Tuesday 16 November 2010

Obama's Offer and a Lack of Will

One year ago the air was virtually blue with talk of a split between Israel and the US. Biden was publicly humiliated, Netanyahu was snubbed and it looked as if Obama was starting to demand Israeli compliance as repayment for US assistance. It looked as if the metaphorical reset button which had been pulled out of his pocket in Cairo was about to be pressed.

A year later and things couldn't be more different. The US is currently offering Israel even greater levels of support in return for temporary and half-hearted compliance with international law and US demands. The US will sell Israel 20 state-of-the-art jets, provide assurances that it will silence certain UN debates. In return it will get 90 days where settlement construction in the West Bank is halted. This is, quite obviously, an awful deal from an American perspective. Unlike his predecessor, Obama is not ideologically committed to Likud policy. Unlike other presidents he does not have the luxury of treating the Israeli-Palestinian conflict as a sideshow. So how did he end up in this position?

A large part of the responsibility has to fall on Obama's already burdened shoulders. In a pattern that we have all become familiar with, he begins with lofty rhetoric, adopts a moderate position, unilaterally compromises when there is no partner for compromise and then proceeds to compromise on the compromise. The initial demand was for a halt to all settlement construction, then for a temporary freeze and this time - the compromise of the compromise - for a three month freeze outside of Jerusalem. This distressingly weak habit was aggravated this time around by picking the wrong issue - the Israeli government needs to stop settlement construction, but it would be very hard for any government, let alone Netanyahu's, to halt the JCBs. By picking this as a key issue Obama has forced Abbas into a position where he cannot negotiate whilst settlement construction is ongoing, leading us to the impasse we currently face.

He has forced both parties into a corner and has not given them a way out. Perhaps Obama is secretly trying to kill off Oslo, and in that case he has my support and I commend him for his excellent manipulation of the situation. If, however, he does not reject Oslo, this is incredibly misjudged. If, however, he does think that a mythical 'final status' agreement can be reached, then he is frustrating the entire process by only allowing negotiations to occur in short windows.

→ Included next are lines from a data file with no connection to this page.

//! Command-line guest client: confirm attendance, list confirmations, keep them in sync.

use std::sync::Arc;

use anyhow::Result;
use clap::{Parser, Subcommand, ValueEnum};

use rsvp_invitation::config::{ClientConfig, LogFormat};
use rsvp_invitation::init_tracing;
use rsvp_invitation::models::{sort_newest_first, AttendanceStatus, RsvpEntry};
use rsvp_invitation::sync::{LoadOutcome, LoadSource, Reconciler, RsvpForm, SaveOutcome, SyncStatus};

#[derive(Parser)]
#[command(name = "rsvp")]
#[command(about = "Confirm attendance and browse RSVPs, syncing with the invitation server")]
struct Cli {
    #[command(subcommand)]
    command: Commands,
}

#[derive(Clone, Copy, ValueEnum)]
enum StatusArg {
    Attending,
    NotAttending,
}

impl From<StatusArg> for AttendanceStatus {
    fn from(arg: StatusArg) -> Self {
        match arg {
            StatusArg::Attending => AttendanceStatus::Attending,
            StatusArg::NotAttending => AttendanceStatus::NotAttending,
        }
    }
}

#[derive(Subcommand)]
enum Commands {
    /// Show all confirmations and attendance counts
    List,
    /// Show this device's own confirmation
    Me,
    /// Confirm attendance (or absence)
    Submit {
        /// Full name
        #[arg(short, long)]
        name: String,

        /// Alumni year ("angkatan")
        #[arg(short, long)]
        cohort: String,

        /// Full address
        #[arg(short, long)]
        address: String,

        #[arg(short, long, value_enum, default_value = "attending")]
        status: StatusArg,

        /// Replace an existing confirmation with the same name and cohort
        #[arg(long)]
        overwrite: bool,
    },
    /// Withdraw this device's confirmation
    Reset,
    /// Push locally saved data that has not reached the server yet
    Sync,
    /// Keep refreshing and print changes until interrupted
    Watch,
    /// Forget the locally cached collection and confirmation
    Clear,
}

#[tokio::main]
async fn main() -> Result<()> {
    init_tracing("warn", LogFormat::Pretty);

    let cli = Cli::parse();
    let config = ClientConfig::from_env();
    let reconciler = Arc::new(Reconciler::from_config(&config)?);

    match cli.command {
        Commands::List => cmd_list(&reconciler).await,
        Commands::Me => cmd_me(&reconciler).await,
        Commands::Submit {
            name,
            cohort,
            address,
            status,
            overwrite,
        } => {
            let form = RsvpForm {
                name,
                address,
                cohort,
                status: status.into(),
            };
            cmd_submit(&reconciler, form, overwrite).await
        }
        Commands::Reset => cmd_reset(&reconciler).await,
        Commands::Sync => cmd_sync(&reconciler).await,
        Commands::Watch => cmd_watch(reconciler).await,
        Commands::Clear => cmd_clear(&reconciler),
    }
}

async fn cmd_list(reconciler: &Reconciler) -> Result<()> {
    let outcome = reconciler.hybrid_load().await;
    print_source(reconciler, &outcome);
    print_list(&outcome);
    Ok(())
}

async fn cmd_me(reconciler: &Reconciler) -> Result<()> {
    let outcome = reconciler.hybrid_load().await;
    print_source(reconciler, &outcome);

    match outcome.current_user {
        Some(me) => println!("{}", describe(&me)),
        None => println!("No confirmation from this device yet."),
    }
    Ok(())
}

async fn cmd_submit(reconciler: &Reconciler, form: RsvpForm, overwrite: bool) -> Result<()> {
    form.validate()?;

    // Make sure we compare against the latest collection
    reconciler.hybrid_load().await;

    let duplicate = reconciler
        .check_duplicate(form.name.trim(), form.cohort.trim())
        .await;
    if let Some(existing) = duplicate {
        if existing.id != reconciler.device_id() && !overwrite {
            anyhow::bail!(
                "A confirmation for {} (angkatan {}) already exists: {}.\n\
                 Run again with --overwrite to update it.",
                existing.name,
                existing.cohort,
                existing.status
            );
        }
    }

    let outcome = reconciler.submit(form).await?;

    if outcome.replaced.is_empty() {
        println!("Confirmed: {}", describe(&outcome.entry));
    } else {
        println!("Updated: {}", describe(&outcome.entry));
    }
    print_save(outcome.save);
    Ok(())
}

async fn cmd_reset(reconciler: &Reconciler) -> Result<()> {
    reconciler.hybrid_load().await;

    match reconciler.current_user() {
        Some(me) => {
            let outcome = reconciler.reset().await;
            println!("Withdrawn: {}", describe(&me));
            print_save(outcome);
        }
        None => println!("No confirmation from this device to withdraw."),
    }
    Ok(())
}

async fn cmd_sync(reconciler: &Reconciler) -> Result<()> {
    let outcome = reconciler.retry_sync().await;
    print_save(outcome);
    Ok(())
}

async fn cmd_watch(reconciler: Arc<Reconciler>) -> Result<()> {
    let outcome = reconciler.hybrid_load().await;
    print_source(&reconciler, &outcome);
    print_list(&outcome);

    let mut status = reconciler.subscribe();
    let refresher = reconciler.spawn_auto_refresh();
    println!(
        "\nRefreshing every {}s, press Ctrl-C to stop.",
        reconciler.options().refresh_interval.as_secs()
    );

    let mut last_count = outcome.entries.len();
    loop {
        tokio::select! {
            _ = tokio::signal::ctrl_c() => break,
            changed = status.changed() => {
                if changed.is_err() {
                    break;
                }
                let current = *status.borrow_and_update();
                match current {
                    SyncStatus::Synced => {
                        let stats = reconciler.stats();
                        if stats.total() != last_count {
                            last_count = stats.total();
                            println!(
                                "{} confirmations ({} attending, {} not attending)",
                                stats.total(),
                                stats.attending,
                                stats.not_attending
                            );
                        }
                    }
                    SyncStatus::Error | SyncStatus::Offline => println!("Sync status: {}", current),
                    SyncStatus::Syncing => {}
                }
            }
        }
    }

    refresher.abort();
    Ok(())
}

fn cmd_clear(reconciler: &Reconciler) -> Result<()> {
    reconciler.cache().clear_all()?;
    println!("Local RSVP cache cleared.");
    Ok(())
}

fn print_source(reconciler: &Reconciler, outcome: &LoadOutcome) {
    if outcome.source == LoadSource::Cache {
        let age = reconciler
            .cache()
            .last_cached()
            .unwrap_or_else(|| "never".to_string());
        println!(
            "⚠ Server unreachable ({}), showing cached data from {}",
            reconciler.status(),
            age
        );
    }
}

fn print_list(outcome: &LoadOutcome) {
    let stats = rsvp_invitation::models::RsvpStats::from_entries(&outcome.entries);
    println!(
        "Attending: {}  Not attending: {}  Total: {}",
        stats.attending,
        stats.not_attending,
        stats.total()
    );

    if outcome.entries.is_empty() {
        println!("\nNo confirmations yet.");
        return;
    }

    let mut entries = outcome.entries.clone();
    sort_newest_first(&mut entries);

    let my_id = outcome.current_user.as_ref().map(|e| e.id.as_str());
    println!();
    for entry in &entries {
        let marker = if Some(entry.id.as_str()) == my_id { "*" } else { " " };
        println!("{} {}", marker, describe(entry));
    }
}

fn print_save(outcome: SaveOutcome) {
    match outcome {
        SaveOutcome::Synced => println!("Saved and synced."),
        SaveOutcome::LocalOnly => {
            println!("Saved locally, sync pending. Run `rsvp sync` once the server is reachable.")
        }
    }
}

fn describe(entry: &RsvpEntry) -> String {
    let status = match entry.status {
        AttendanceStatus::Attending => "attending",
        AttendanceStatus::NotAttending => "not attending",
    };
    format!(
        "{} (angkatan {}) - {} - {} [{}]",
        entry.name,
        entry.cohort,
        status,
        entry.address,
        entry.timestamp.format("%Y-%m-%d %H:%M")
    )
}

He has given the Israeli government the ability to hold the entire process hostage, by creating a situation where Israeli far-right cooperation is required for either of the other two parties to legitimately and effectively participate in the negotiations.

Personally, I believe Obama was gambling on his initial demand for an unconditional settlement freeze. I think he believed he had a chance, a good chance, of forcing the Israeli government into at least paying lip service to this. If he had succeeded it would have established American dominance over the US government and given the Americans greater credibility down the line in forcing the Israelis into making other difficult choices. It also would have forced the settler movement into a position where it had to decide between the US alliance or continued construction. If the gamble had paid off, then the political environment would be markedly more hospitable for doves.

To defeat the settlers, however, required facing down Netanyahu and forcing him to choose between the US and the settler movement. It required will, a will Obama lacks, as well as the almost brain-dead stubbornness needed to play chicken with a blind opponent. It became a question of who would blink first and, as per usual, it was Obama.